The initiatives helped fashion an innovative ecosystem that fortified Nasdaq’s position as a global leader in cutting-edge exchange technology — a trend that will continue with an expanded ETF repertoire in 2023.

Dawning ETF Age

Even as asset classes from credit to crypto grappled with market uncertainty in 2022, ETFs emerged as a shining outlier. Amid swirling volatility, investors turned to ETFs for their superior liquidity, intraday tradeability, and muted price swings relative to individual stocks.

ETFs logged $614B in net inflows for the year — their second-highest tally on record, after 2021 — despite headwinds from sliding stock prices. Their surging popularity stood in stark contrast to that of mutual funds: The older investing vehicle weathered $950B in net outflows through mid-December.

ETFs’ 2022 breakout fits snugly into a broader trend that heralds a dawning ETF age. Through November, ETFs have seen 42 consecutive months of net inflows globally, during which time assets have nearly doubled to $9.5T. 

That sustained growth has bolstered ETFs’ market influence. On one trading day in September, ETF volumes hit 29% of total equity transactions in the US.

Anticipating the shift, leading global stock exchange and technology provider Nasdaq positioned itself to shepherd market participants into the unfolding ETF age. It quadrupled the size of its ETF team in 2022 en route to listing 86 new ETFs on the exchange, capturing 20% of all new US launches – a 121% YoY growth rate in new-launch capture. 

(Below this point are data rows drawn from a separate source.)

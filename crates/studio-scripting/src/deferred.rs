//! Deferred call queue.
//!
//! A FIFO of boxed closures drained by one dedicated consumer thread.
//! Producers on any thread enqueue with [`DeferredQueue::post`] or through a
//! cloned [`DeferredSender`]; the only blocking is the brief queue lock.
//!
//! Shutdown is terminal. Once [`DeferredQueue::shutdown`] sets the exit flag
//! no further posts are accepted, entries still queued are dropped without
//! running, and the consumer thread is joined.

use std::collections::VecDeque;
use std::panic::{AssertUnwindSafe, catch_unwind};
use std::sync::Arc;
use std::thread::JoinHandle;

use parking_lot::{Condvar, Mutex};

use crate::error::{Result, ScriptingError};

/// One unit of deferred work.
pub type DeferredCall = Box<dyn FnOnce() + Send + 'static>;

#[derive(Default)]
struct QueueState {
    entries: VecDeque<DeferredCall>,
    exiting: bool,
}

#[derive(Default)]
struct Shared {
    state: Mutex<QueueState>,
    ready: Condvar,
}

impl Shared {
    fn post(&self, call: DeferredCall) -> bool {
        let mut state = self.state.lock();
        if state.exiting {
            return false;
        }
        state.entries.push_back(call);
        drop(state);
        self.ready.notify_one();
        true
    }

    fn is_exiting(&self) -> bool {
        self.state.lock().exiting
    }

    fn pending(&self) -> usize {
        self.state.lock().entries.len()
    }

    fn run(&self) {
        loop {
            let call = {
                let mut state = self.state.lock();
                loop {
                    if state.exiting {
                        return;
                    }
                    if let Some(call) = state.entries.pop_front() {
                        break call;
                    }
                    self.ready.wait(&mut state);
                }
            };

            if catch_unwind(AssertUnwindSafe(call)).is_err() {
                tracing::error!("Deferred call panicked");
            }
        }
    }
}

/// Owner of the queue and its consumer thread.
pub struct DeferredQueue {
    shared: Arc<Shared>,
    worker: Option<JoinHandle<()>>,
}

impl DeferredQueue {
    /// Create the queue and spawn its consumer thread.
    pub fn start(thread_name: &str) -> Result<Self> {
        let shared = Arc::new(Shared::default());
        let consumer = Arc::clone(&shared);
        let worker = std::thread::Builder::new()
            .name(thread_name.to_string())
            .spawn(move || consumer.run())
            .map_err(ScriptingError::Thread)?;

        tracing::debug!(thread = thread_name, "Deferred call thread started");
        Ok(Self {
            shared,
            worker: Some(worker),
        })
    }

    /// Enqueue `call`. Returns false, dropping `call`, once shutdown began.
    pub fn post<F>(&self, call: F) -> bool
    where
        F: FnOnce() + Send + 'static,
    {
        self.shared.post(Box::new(call))
    }

    /// A producer handle usable from any thread.
    pub fn sender(&self) -> DeferredSender {
        DeferredSender {
            shared: Arc::clone(&self.shared),
        }
    }

    pub fn is_exiting(&self) -> bool {
        self.shared.is_exiting()
    }

    /// Number of entries accepted but not yet taken by the consumer.
    pub fn pending(&self) -> usize {
        self.shared.pending()
    }

    /// Stop accepting work, discard what is still queued and join the
    /// consumer. Idempotent.
    pub fn shutdown(&mut self) {
        let discarded = {
            let mut state = self.shared.state.lock();
            state.exiting = true;
            std::mem::take(&mut state.entries)
        };
        self.shared.ready.notify_all();

        if !discarded.is_empty() {
            tracing::debug!(count = discarded.len(), "Discarding queued deferred calls");
        }
        drop(discarded);

        if let Some(worker) = self.worker.take() {
            if worker.join().is_err() {
                tracing::error!("Deferred call thread terminated abnormally");
            }
        }
    }
}

impl Drop for DeferredQueue {
    fn drop(&mut self) {
        self.shutdown();
    }
}

impl std::fmt::Debug for DeferredQueue {
    fn fmt(&self, f: &mut std::fmt::Formatter<'_>) -> std::fmt::Result {
        f.debug_struct("DeferredQueue")
            .field("pending", &self.pending())
            .field("exiting", &self.is_exiting())
            .finish()
    }
}

/// Cloneable producer handle for a [`DeferredQueue`].
///
/// A sender outliving its queue keeps returning false from `post`.
#[derive(Clone)]
pub struct DeferredSender {
    shared: Arc<Shared>,
}

impl DeferredSender {
    pub fn post<F>(&self, call: F) -> bool
    where
        F: FnOnce() + Send + 'static,
    {
        self.shared.post(Box::new(call))
    }

    pub fn is_exiting(&self) -> bool {
        self.shared.is_exiting()
    }
}

impl std::fmt::Debug for DeferredSender {
    fn fmt(&self, f: &mut std::fmt::Formatter<'_>) -> std::fmt::Result {
        f.debug_struct("DeferredSender").finish_non_exhaustive()
    }
}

In addition, Nasdaq brought 20 existing ETFs with $6B+ in AUM previously listed on other exchanges into the fold. In 2022, it welcomed 21 new issuers to the exchange. All told, Nasdaq boasts more than $1T in AUM across 528 ETPs listed on its exchange, cementing its status as a global leader in exchange traded products.

Innovative Ecosystem

To get there, Nasdaq tapped its investment in some of the industry’s top ETF minds boasting 170 years of combined experience to forge a complete ETF ecosystem meeting the needs of issuers, market makers, and investors alike.

The exchange adopted a simple, low-cost fee structure to provide issuers with pricing transparency. It enhanced price protections in its opening and closing auctions to protect investors from unfavorable executions in an epoch of volatility. And it architected a robust framework to support ETF liquidity by raising incentives for its Designated Liquidity Providers. 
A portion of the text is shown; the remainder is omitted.